Rather euphemistically, the Explanatory Notes refer to what is proposed in this and the following clauses as “a significant step”. I suggest that the complete disapplication of all support, replaced with detention and removal, is drastic in the extreme. I cannot see how such a step could be justifiable, but for it even to be defensible would require the most robust and extensive level of proof of its necessity. I do not think that has been shown.
I am afraid I do not agree with my noble friend. These provisions are strictly limited to deal with the present emergency that we face.
As with the amendments to the other parts of the Bill, if we add exceptions, exclusions and exemptions, we will significantly undermine the efficacy of the Bill overall and the scheme will be undermined, making it unworkable. The Bill will then not deliver on its stated purpose.
Having said that, I want to touch on some of the specific amendments. However, before I do so, I will respond to the request of the noble Lord, Lord Coaker, to give an update on the economic impact assessment. At the risk of repeating myself, it remains the Government’s intention to publish the document in due course. However, I undertake to provide an update to the House before the first day of Report.
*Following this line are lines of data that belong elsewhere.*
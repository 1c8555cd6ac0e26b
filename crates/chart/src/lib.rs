//! # Horizon Chart
//!
//! 对比图表子系统：抓取边界、序列对齐、对比集合状态机、
//! 图表数据整形以及最近查询的持久化。

pub mod align;
pub mod card;
pub mod compare;
pub mod fetcher;
pub mod render;
pub mod session;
In relation to Amendment 86, put forward by my noble friend Lord Randall, I point out that for the cohort caught by the Bill—particularly those apprehended in Kent, having crossed the channel in a small boat—few will be victims of exploitation in the UK. It is important to remember that victims of modern slavery who are British citizens, or those who are in the country illegally having overstayed their visa, will not be caught by the public order disqualification. Similarly, unaccompanied children who are not to be removed under the power conferred in Clause 3 will continue to benefit from NRM support—a point raised by the noble Lord, Lord Coaker. As for others who are to be removed pursuant to the duty in Clause 2, their relocation to a safe third country will remove them from their exploiters.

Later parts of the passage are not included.